The state of Peridinium
Published 12 December 2011
As I’ve said on many an occasion before, dinoflagellates are complicated. Obscenely complicated. So when my search for a random post topic brought up the dinoflagellate genus Peridinium, I approached it with a certain amount of dread.
Peridinium is a genus that has been used in the past to cover a wide range of freshwater and marine dinoflagellates. For a long time, the standard diagnosis of Peridinium was that it contained species with four apical plates (the ring of plates at the front of the cell when it is moving), seven precingular plates (the ring of plates in front of the cingulum), five postcingular plates and two antapical plates (Carty 2008). However, the genus has been divided by differences in the shape and arrangements of the plates making up the theca into a number of species groups, and more recent studies have concurred that these species groups are not all closely related to each other. While support remains low in most phylogenetic studies of dinoflagellates, and many species remain to be analysed, indications are that all of the marine species and many of the freshwater species are not true Peridinium (Horiguchi & Takano 2006; Logares et al. 2007). As it currently stands, the probably monophyletic Peridinium sensu stricto includes two species groups, the P. cinctum and P. willei groups, and is exclusively freshwater. As well as the characters mentioned above, true Peridinium species have three apical intercalary plates between the apical and precingular plates, five cingular plates, and ridges on all the plates forming an areolate pattern. They are also united by a distinct combination of which plates in the front section of the organism break off when the theca is shed during cell division (Craveiro et al. 2009). The two species groups differ in the exact arrangement of the plates anterior to the cingulum: in the P. willei group they are symmetrical relative to the dorsal-ventral axis, vs asymmetrical in the P. cinctum group. Slightly surprisingly, though the presence or absence of an apical pore was one of the first characters used to subdivide the genus Peridinium, Peridinium sensu stricto includes both species with (such as P. bipes) and without (such as P. cinctum and P. willei).

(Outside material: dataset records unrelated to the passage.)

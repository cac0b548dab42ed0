//! Error types for the client

use std::path::PathBuf;
use thiserror::Error;

/// Client errors
///
/// Every kind is terminal: the entry point prints the diagnostic and exits
/// with the kind's reserved code. Lower layers only return these, they never
/// print or exit themselves.
#[derive(Debug, Error)]
pub enum FluxcError {
    #[error("config file not found: {path}")]
    ConfigNotFound { path: PathBuf },

    #[error("malformed config file {path}: {reason}")]
    ConfigMalformed { path: PathBuf, reason: String },

    #[error("unknown profile '{name}', valid profiles are: {}", .known.join(", "))]
    UnknownProfile { name: String, known: Vec<String> },

    #[error("no library entry with id {id}, the library has {count} entries")]
    UnknownLibraryId { id: usize, count: usize },

    #[error("query execution failed: {0}")]
    QueryExecution(#[from] influxdb::Error),

    #[error("query rejected by server: {reason}")]
    QueryRejected { reason: String },
}

impl FluxcError {
    /// Process exit code reserved for this error kind.
    ///
    /// Config-not-found and unknown-profile share code 10; the remaining
    /// kinds each get their own code.
    pub fn exit_code(&self) -> i32 {
        match self {
            FluxcError::ConfigNotFound { .. } => 10,
            FluxcError::UnknownProfile { .. } => 10,
            FluxcError::ConfigMalformed { .. } => 11,
            FluxcError::UnknownLibraryId { .. } => 12,
            FluxcError::QueryExecution(_) | FluxcError::QueryRejected { .. } => 13,
        }
    }
}

/// Result type for client operations
pub type Result<T> = std::result::Result<T, FluxcError>;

Peridinium species are photosynthetic, with a much-lobed chloroplast that ramifies through the cell. One species, identified by Hickel & Pollingher (1988) as P. gatunense, has been intensely studied as the creator of annual blooms in Lake Kinneret in Israel.
Carty, S. 2008. Parvodinium gen. nov. for the Umbonatum Group of Peridinium (Dinophyceae). Ohio Journal of Science 108 (5): 103–107.
Craveiro, S. C., A. J. Calado, N. Daugbjerg & Ø. Moestrup. 2009. Ultrastructure and LSU rDNA-based revision of Peridinium group Palatinum (Dinophyceae) with the description of Palatinus gen. nov. Journal of Phycology 45: 1175–1194.
Hickel, B., & U. Pollingher. 1988 Identification of the bloom-forming Peridinium from Lake Kinneret (Israel) as P. gatunense (Dinophyceae). British Phycological Journal 23 (2): 115–119.
Horiguchi, T., & Y. Takano. 2006. Serial replacement of a diatom endosymbiont in the marine dinoflagellate Peridinium quinquecorne (Peridiniales, Dinophyceae). Phycological Research 54: 193–200.
Logares, R., K. Shalchian-Tabrizi, A. Boltovskoy & K. Rengefors. 2007. Extensive dinoflagellate phylogenies indicate infrequent marine–freshwater transitions. Molecular Phylogenetics and Evolution 45 (3): 887–903.